Information supplied →
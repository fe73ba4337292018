//! # Error 模块
//!
//! 定义 anim-runtime 中使用的错误类型。
//!
//! 这些错误只对"当前这一次触发"致命：调用方丢弃这次动画，不影响进程和其他动画。

use thiserror::Error;

/// 时间轴校验失败的具体原因
#[derive(Error, Debug, Clone, PartialEq)]
pub enum InvalidReason {
    /// 名称为空
    #[error("名称为空")]
    EmptyName,

    /// 没有任何效果条目
    #[error("没有任何效果条目")]
    NoEffects,

    /// 条目开始时间为负
    #[error("第 {index} 个条目的 startTime 为负数（{start_time}）")]
    NegativeStartTime { index: usize, start_time: i64 },

    /// 条目时长为负
    #[error("第 {index} 个条目的 duration 为负数（{duration}）")]
    NegativeDuration { index: usize, duration: i64 },

    /// 结束时间早于开始时间
    #[error("第 {index} 个条目的 endTime（{end_time}）早于 startTime（{start_time}）")]
    EndBeforeStart {
        index: usize,
        start_time: i64,
        end_time: i64,
    },

    /// 仍有未代入的占位符
    #[error("存在未解析的占位符: {}", .names.join(", "))]
    UnresolvedPlaceholders { names: Vec<String> },
}

/// 时间轴错误
#[derive(Error, Debug, Clone, PartialEq)]
pub enum TimelineError {
    /// 代入时缺少占位符坐标
    #[error("动画 '{timeline}' 缺少占位符 '{name}' 的坐标")]
    MissingPlaceholder { timeline: String, name: String },

    /// 时间轴未通过校验
    #[error("动画 '{timeline}' 无效：{reason}")]
    InvalidTimeline {
        timeline: String,
        reason: InvalidReason,
    },

    /// 文档无法解析
    #[error("动画文档解析失败: {0}")]
    Malformed(String),
}

impl From<serde_json::Error> for TimelineError {
    fn from(e: serde_json::Error) -> Self {
        Self::Malformed(e.to_string())
    }
}

/// Result 类型别名
pub type TimelineResult<T> = Result<T, TimelineError>;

Task objective → Every record must be returned exactly.

Answer section →
repository fe73ba4337292018
//! # Error 模块
//!
//! 定义 anim-runtime 中使用的错误类型。
//!
//! 这些错误只对"当前这一次触发"致命：调用方丢弃这次动画，不影响进程和其他动画。

use thiserror::Error;

/// 时间轴校验失败的具体原因
#[derive(Error, Debug, Clone, PartialEq)]
pub enum InvalidReason {
    /// 名称为空
    #[error("名称为空")]
    EmptyName,

    /// 没有任何效果条目
    #[error("没有任何效果条目")]
    NoEffects,

    /// 条目开始时间为负
    #[error("第 {index} 个条目的 startTime 为负数（{start_time}）")]
    NegativeStartTime { index: usize, start_time: i64 },

    /// 条目时长为负
    #[error("第 {index} 个条目的 duration 为负数（{duration}）")]
    NegativeDuration { index: usize, duration: i64 },

    /// 结束时间早于开始时间
    #[error("第 {index} 个条目的 endTime（{end_time}）早于 startTime（{start_time}）")]
    EndBeforeStart {
        index: usize,
        start_time: i64,
        end_time: i64,
    },

    /// 仍有未代入的占位符
    #[error("存在未解析的占位符: {}", .names.join(", "))]
    UnresolvedPlaceholders { names: Vec<String> },
}

/// 时间轴错误
#[derive(Error, Debug, Clone, PartialEq)]
pub enum TimelineError {
    /// 代入时缺少占位符坐标
    #[error("动画 '{timeline}' 缺少占位符 '{name}' 的坐标")]
    MissingPlaceholder { timeline: String, name: String },

    /// 时间轴未通过校验
    #[error("动画 '{timeline}' 无效：{reason}")]
    InvalidTimeline {
        timeline: String,
        reason: InvalidReason,
    },

    /// 文档无法解析
    #[error("动画文档解析失败: {0}")]
    Malformed(String),
}

impl From<serde_json::Error> for TimelineError {
    fn from(e: serde_json::Error) -> Self {
        Self::Malformed(e.to_string())
    }
}

/// Result 类型别名
pub type TimelineResult<T> = Result<T, TimelineError>;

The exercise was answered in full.